• Your goal:
The following data has a line with "filename crates/rc-api/src/routes/mod.rs" and a line with "tracing_subscriber::fmt()". Write out exactly those lines and all the lines between them.

• Entries provided:

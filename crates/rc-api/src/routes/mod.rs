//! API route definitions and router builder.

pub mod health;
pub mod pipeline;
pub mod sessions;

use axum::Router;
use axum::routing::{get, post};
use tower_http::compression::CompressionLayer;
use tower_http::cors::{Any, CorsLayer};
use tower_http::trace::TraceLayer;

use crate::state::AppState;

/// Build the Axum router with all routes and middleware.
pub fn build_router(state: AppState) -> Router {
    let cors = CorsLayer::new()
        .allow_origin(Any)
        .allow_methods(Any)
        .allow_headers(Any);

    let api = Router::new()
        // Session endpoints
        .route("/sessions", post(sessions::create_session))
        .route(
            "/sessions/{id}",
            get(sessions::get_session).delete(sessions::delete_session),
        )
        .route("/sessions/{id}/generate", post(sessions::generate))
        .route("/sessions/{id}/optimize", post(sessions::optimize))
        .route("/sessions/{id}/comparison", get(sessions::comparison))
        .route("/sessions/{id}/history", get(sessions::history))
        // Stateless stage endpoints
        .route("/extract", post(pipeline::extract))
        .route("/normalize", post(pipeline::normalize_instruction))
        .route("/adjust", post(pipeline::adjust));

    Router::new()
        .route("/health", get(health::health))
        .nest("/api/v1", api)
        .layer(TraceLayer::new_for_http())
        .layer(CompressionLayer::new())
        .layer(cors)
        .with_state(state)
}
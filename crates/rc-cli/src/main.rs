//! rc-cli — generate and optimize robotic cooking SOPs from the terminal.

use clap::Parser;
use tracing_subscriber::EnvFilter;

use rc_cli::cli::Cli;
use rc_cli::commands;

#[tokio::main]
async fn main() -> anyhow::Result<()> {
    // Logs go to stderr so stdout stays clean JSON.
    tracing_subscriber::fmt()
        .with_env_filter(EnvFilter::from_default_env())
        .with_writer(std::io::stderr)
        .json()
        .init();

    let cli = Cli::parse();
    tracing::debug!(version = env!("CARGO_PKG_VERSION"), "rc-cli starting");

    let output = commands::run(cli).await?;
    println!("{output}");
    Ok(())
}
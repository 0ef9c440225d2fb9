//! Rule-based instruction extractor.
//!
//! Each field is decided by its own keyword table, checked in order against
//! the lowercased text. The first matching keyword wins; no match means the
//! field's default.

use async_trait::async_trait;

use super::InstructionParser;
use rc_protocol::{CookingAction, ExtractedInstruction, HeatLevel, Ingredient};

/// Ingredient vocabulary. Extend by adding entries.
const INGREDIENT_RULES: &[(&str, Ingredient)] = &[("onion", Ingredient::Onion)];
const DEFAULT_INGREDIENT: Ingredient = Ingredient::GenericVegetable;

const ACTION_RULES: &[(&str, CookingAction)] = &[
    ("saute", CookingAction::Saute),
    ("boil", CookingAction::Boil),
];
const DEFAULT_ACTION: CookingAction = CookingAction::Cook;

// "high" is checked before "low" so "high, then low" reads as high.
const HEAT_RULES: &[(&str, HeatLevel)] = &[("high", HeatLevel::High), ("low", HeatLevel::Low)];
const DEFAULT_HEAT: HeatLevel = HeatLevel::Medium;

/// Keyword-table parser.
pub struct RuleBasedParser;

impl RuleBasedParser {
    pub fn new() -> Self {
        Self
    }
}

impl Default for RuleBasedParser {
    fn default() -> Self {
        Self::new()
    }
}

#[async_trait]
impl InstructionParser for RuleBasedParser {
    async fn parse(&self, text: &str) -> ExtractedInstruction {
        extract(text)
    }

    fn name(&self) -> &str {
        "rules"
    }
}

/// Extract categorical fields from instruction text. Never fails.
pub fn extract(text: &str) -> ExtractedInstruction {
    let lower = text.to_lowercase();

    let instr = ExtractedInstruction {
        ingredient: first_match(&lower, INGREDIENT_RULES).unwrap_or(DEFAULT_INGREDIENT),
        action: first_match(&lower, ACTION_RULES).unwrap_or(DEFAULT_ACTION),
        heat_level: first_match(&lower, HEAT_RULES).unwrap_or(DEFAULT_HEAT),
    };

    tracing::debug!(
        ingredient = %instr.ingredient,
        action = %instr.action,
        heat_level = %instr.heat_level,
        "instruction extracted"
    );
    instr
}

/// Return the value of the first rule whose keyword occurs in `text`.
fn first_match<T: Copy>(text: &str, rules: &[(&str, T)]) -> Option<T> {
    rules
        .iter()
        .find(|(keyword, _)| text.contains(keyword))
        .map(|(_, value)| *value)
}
* * *
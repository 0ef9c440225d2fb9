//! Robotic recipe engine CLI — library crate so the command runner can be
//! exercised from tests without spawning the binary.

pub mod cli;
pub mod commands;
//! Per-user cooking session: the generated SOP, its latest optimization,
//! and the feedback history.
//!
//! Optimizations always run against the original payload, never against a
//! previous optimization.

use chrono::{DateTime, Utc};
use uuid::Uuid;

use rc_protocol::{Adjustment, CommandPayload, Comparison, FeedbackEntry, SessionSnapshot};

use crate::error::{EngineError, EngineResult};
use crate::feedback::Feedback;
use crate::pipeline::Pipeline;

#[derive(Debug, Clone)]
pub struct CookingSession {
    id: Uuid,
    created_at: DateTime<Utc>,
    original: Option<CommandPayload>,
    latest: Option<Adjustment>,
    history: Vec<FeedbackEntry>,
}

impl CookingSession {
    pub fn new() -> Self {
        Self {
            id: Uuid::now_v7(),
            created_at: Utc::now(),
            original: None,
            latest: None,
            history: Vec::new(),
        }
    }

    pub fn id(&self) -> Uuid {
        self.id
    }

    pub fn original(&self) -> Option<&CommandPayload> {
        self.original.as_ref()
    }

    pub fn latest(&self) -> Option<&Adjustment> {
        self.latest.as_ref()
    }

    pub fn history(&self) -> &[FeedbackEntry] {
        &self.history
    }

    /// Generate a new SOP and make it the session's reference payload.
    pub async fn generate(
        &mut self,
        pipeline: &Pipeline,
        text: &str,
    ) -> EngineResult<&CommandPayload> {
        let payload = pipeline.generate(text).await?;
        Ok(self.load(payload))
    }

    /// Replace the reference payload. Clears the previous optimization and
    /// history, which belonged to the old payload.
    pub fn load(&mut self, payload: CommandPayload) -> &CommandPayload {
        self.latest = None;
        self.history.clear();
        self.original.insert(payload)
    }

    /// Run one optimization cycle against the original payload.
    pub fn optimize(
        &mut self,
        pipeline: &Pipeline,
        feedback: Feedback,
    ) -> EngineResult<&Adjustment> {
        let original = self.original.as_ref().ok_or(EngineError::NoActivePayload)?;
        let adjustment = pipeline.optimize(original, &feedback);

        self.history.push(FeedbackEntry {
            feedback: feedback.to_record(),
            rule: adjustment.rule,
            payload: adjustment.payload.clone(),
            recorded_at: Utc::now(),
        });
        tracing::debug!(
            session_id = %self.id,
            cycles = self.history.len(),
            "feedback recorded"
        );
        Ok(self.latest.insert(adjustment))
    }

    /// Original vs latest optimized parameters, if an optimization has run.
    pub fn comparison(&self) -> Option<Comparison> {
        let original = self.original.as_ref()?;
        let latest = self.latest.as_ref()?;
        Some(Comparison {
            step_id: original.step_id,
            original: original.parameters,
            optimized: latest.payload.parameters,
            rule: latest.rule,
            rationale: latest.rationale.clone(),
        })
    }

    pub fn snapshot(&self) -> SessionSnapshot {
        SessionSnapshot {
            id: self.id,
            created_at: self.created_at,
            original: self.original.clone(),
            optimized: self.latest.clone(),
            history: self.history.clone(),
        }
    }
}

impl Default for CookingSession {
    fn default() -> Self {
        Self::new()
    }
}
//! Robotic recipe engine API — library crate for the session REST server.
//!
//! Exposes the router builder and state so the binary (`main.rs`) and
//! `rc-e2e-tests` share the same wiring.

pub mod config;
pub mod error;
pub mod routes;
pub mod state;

• Solution:
filename crates/rc-api/src/routes/mod.rs
//! API route definitions and router builder.

pub mod health;
pub mod pipeline;
pub mod sessions;

use axum::Router;
use axum::routing::{get, post};
use tower_http::compression::CompressionLayer;
use tower_http::cors::{Any, CorsLayer};
use tower_http::trace::TraceLayer;

use crate::state::AppState;

/// Build the Axum router with all routes and middleware.
pub fn build_router(state: AppState) -> Router {
    let cors = CorsLayer::new()
        .allow_origin(Any)
        .allow_methods(Any)
        .allow_headers(Any);

    let api = Router::new()
        // Session endpoints
        .route("/sessions", post(sessions::create_session))
        .route(
            "/sessions/{id}",
            get(sessions::get_session).delete(sessions::delete_session),
        )
        .route("/sessions/{id}/generate", post(sessions::generate))
        .route("/sessions/{id}/optimize", post(sessions::optimize))
        .route("/sessions/{id}/comparison", get(sessions::comparison))
        .route("/sessions/{id}/history", get(sessions::history))
        // Stateless stage endpoints
        .route("/extract", post(pipeline::extract))
        .route("/normalize", post(pipeline::normalize_instruction))
        .route("/adjust", post(pipeline::adjust));

    Router::new()
        .route("/health", get(health::health))
        .nest("/api/v1", api)
        .layer(TraceLayer::new_for_http())
        .layer(CompressionLayer::new())
        .layer(cors)
        .with_state(state)
}
filename crates/rc-cli/src/main.rs
//! rc-cli — generate and optimize robotic cooking SOPs from the terminal.

use clap::Parser;
use tracing_subscriber::EnvFilter;

use rc_cli::cli::Cli;
use rc_cli::commands;

#[tokio::main]
async fn main() -> anyhow::Result<()> {
    // Logs go to stderr so stdout stays clean JSON.
    tracing_subscriber::fmt()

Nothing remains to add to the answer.